Partisan de la guerre à outrance en 1870-1871, il est membre du gouvernement
de la Défense nationale. Après la défaite de Sedan (2 septembre 1870), il participe à
la journée du 4 septembre au cours de laquelle sont proclamées la chute de l'empereur et
la Troisième république. Ministre de l'Intérieur, il quitte Paris en ballon le 7
octobre pour préparer la résistance à l'ennemi à Tours, où il prend également le
portefeuille de la Guerre.

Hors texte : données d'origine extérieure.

//! Style-rule diff between two revisions.

use crate::error::{PublishError, PublishResult};
use dve_model::RevisionId;
use dve_store::Tables;
use serde::Serialize;

#[derive(Debug, Clone, PartialEq, Serialize)]
#[serde(rename_all = "camelCase")]
pub struct RevisionDiff {
    pub from: RevisionId,
    pub to: RevisionId,
    pub added: Vec<String>,
    pub removed: Vec<String>,
    /// Always empty: a changed value shows up as one removal plus one addition
    pub changed: Vec<String>,
}

/// Tuples of `left` absent from `right`, compared case-insensitively,
/// distinct, in first-appearance order
fn except(left: &[String], right: &[String]) -> Vec<String> {
    let right: Vec<String> = right.iter().map(|t| t.to_lowercase()).collect();
    let mut seen: Vec<String> = Vec::new();
    let mut out = Vec::new();
    for tuple in left {
        let folded = tuple.to_lowercase();
        if right.contains(&folded) || seen.contains(&folded) {
            continue;
        }
        seen.push(folded);
        out.push(tuple.clone());
    }
    out
}

/// Diff the style rules of two revisions of the same project.
pub fn diff_revisions(tables: &Tables, from: RevisionId, to: RevisionId) -> PublishResult<RevisionDiff> {
    let (Some(from_rev), Some(to_rev)) = (tables.revision(from), tables.revision(to)) else {
        return Err(PublishError::not_found("Revisions not found."));
    };
    if from_rev.project_id != to_rev.project_id {
        return Err(PublishError::not_found("Revisions not found."));
    }

    let tuples = |revision_id| -> Vec<String> {
        tables
            .rules_for(revision_id)
            .into_iter()
            .map(|rule| rule.diff_tuple())
            .collect()
    };
    let from_rules = tuples(from);
    let to_rules = tuples(to);

    Ok(RevisionDiff {
        from,
        to,
        added: except(&to_rules, &from_rules),
        removed: except(&from_rules, &to_rules),
        changed: Vec::new(),
    })
}
//! Selector confidence policy.
//!
//! The constants are empirical. A selector that already needed fallbacks
//! scores below a clean selector; a fingerprint floors the score.

use serde::{Deserialize, Serialize};

pub const MIN_CONFIDENCE: f64 = 0.25;
pub const MAX_CONFIDENCE: f64 = 1.0;
pub const SELECTOR_ONLY: f64 = 1.0;
pub const NO_SIGNAL: f64 = 0.5;
pub const FALLBACKS_ONLY: f64 = 0.72;
pub const SELECTOR_AND_FALLBACKS: f64 = 0.9;
pub const FINGERPRINT_FLOOR: f64 = 0.75;

/// Below this a map counts as low-confidence in preflight
pub const LOW_CONFIDENCE: f64 = 0.70;
pub const HIGH_CONFIDENCE: f64 = 0.85;

/// Identity signal available for one element map after an upsert
#[derive(Debug, Clone, Copy, Default)]
pub struct ConfidenceInputs {
    pub has_selector: bool,
    pub fallback_count: usize,
    pub has_fingerprint: bool,
}

pub fn compute_confidence(inputs: ConfidenceInputs) -> f64 {
    let has_fallbacks = inputs.fallback_count > 0;
    let mut confidence = match (inputs.has_selector, has_fallbacks) {
        (true, false) => SELECTOR_ONLY,
        (true, true) => SELECTOR_AND_FALLBACKS,
        (false, true) => FALLBACKS_ONLY,
        (false, false) => NO_SIGNAL,
    };

    if inputs.has_fingerprint {
        confidence = confidence.max(FINGERPRINT_FLOOR);
    }

    confidence.clamp(MIN_CONFIDENCE, MAX_CONFIDENCE)
}

#[derive(Debug, Clone, Copy, PartialEq, Eq, Serialize, Deserialize)]
#[serde(rename_all = "lowercase")]
pub enum ConfidenceBucket {
    High,
    Medium,
    Low,
}

impl ConfidenceBucket {
    pub fn of(confidence: f64) -> Self {
        if confidence >= HIGH_CONFIDENCE {
            ConfidenceBucket::High
        } else if confidence >= LOW_CONFIDENCE {
            ConfidenceBucket::Medium
        } else {
            ConfidenceBucket::Low
        }
    }
}

#[cfg(test)]
mod tests {
    use super::*;

    fn inputs(has_selector: bool, fallback_count: usize, has_fingerprint: bool) -> ConfidenceInputs {
        ConfidenceInputs {
            has_selector,
            fallback_count,
            has_fingerprint,
        }
    }

    #[test]
    fn test_policy_table() {
        assert_eq!(compute_confidence(inputs(true, 0, false)), 1.0);
        assert_eq!(compute_confidence(inputs(true, 3, false)), 0.9);
        assert_eq!(compute_confidence(inputs(true, 3, true)), 0.9);
        assert_eq!(compute_confidence(inputs(false, 0, false)), 0.5);
        assert_eq!(compute_confidence(inputs(false, 2, false)), 0.72);
        assert_eq!(compute_confidence(inputs(false, 0, true)), 0.75);
        assert_eq!(compute_confidence(inputs(false, 2, true)), 0.75);
    }

    #[test]
    fn test_fingerprint_floor_holds_everywhere() {
        for has_selector in [true, false] {
            for fallback_count in [0, 1, 12] {
                let c = compute_confidence(inputs(has_selector, fallback_count, true));
                assert!(c >= FINGERPRINT_FLOOR, "{has_selector} {fallback_count} -> {c}");
            }
        }
    }

    #[test]
    fn test_more_signal_never_lowers_confidence() {
        let base = compute_confidence(inputs(false, 0, false));
        let with_fallbacks = compute_confidence(inputs(false, 1, false));
        let with_selector = compute_confidence(inputs(true, 1, false));
        assert!(base <= with_fallbacks);
        assert!(with_fallbacks <= with_selector);
    }

    #[test]
    fn test_buckets() {
        assert_eq!(ConfidenceBucket::of(0.9), ConfidenceBucket::High);
        assert_eq!(ConfidenceBucket::of(0.85), ConfidenceBucket::High);
        assert_eq!(ConfidenceBucket::of(0.72), ConfidenceBucket::Medium);
        assert_eq!(ConfidenceBucket::of(0.70), ConfidenceBucket::Medium);
        assert_eq!(ConfidenceBucket::of(0.5), ConfidenceBucket::Low);
    }
}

Le 4 septembre 1870, il est avec Jules Favre à
la tête des légalistes qui veulent l'établissement de la République dans l'ordre. Bien
qu'hostile à la capitulation, il accepte l'armistice en janvier 1871 pour mieux préparer
la "guerre à outrance". Il démissionne lorsque ses électeurs du Bas-Rhin sont
abandonnés à l'Allemagne, mais est réélu en juillet 1871.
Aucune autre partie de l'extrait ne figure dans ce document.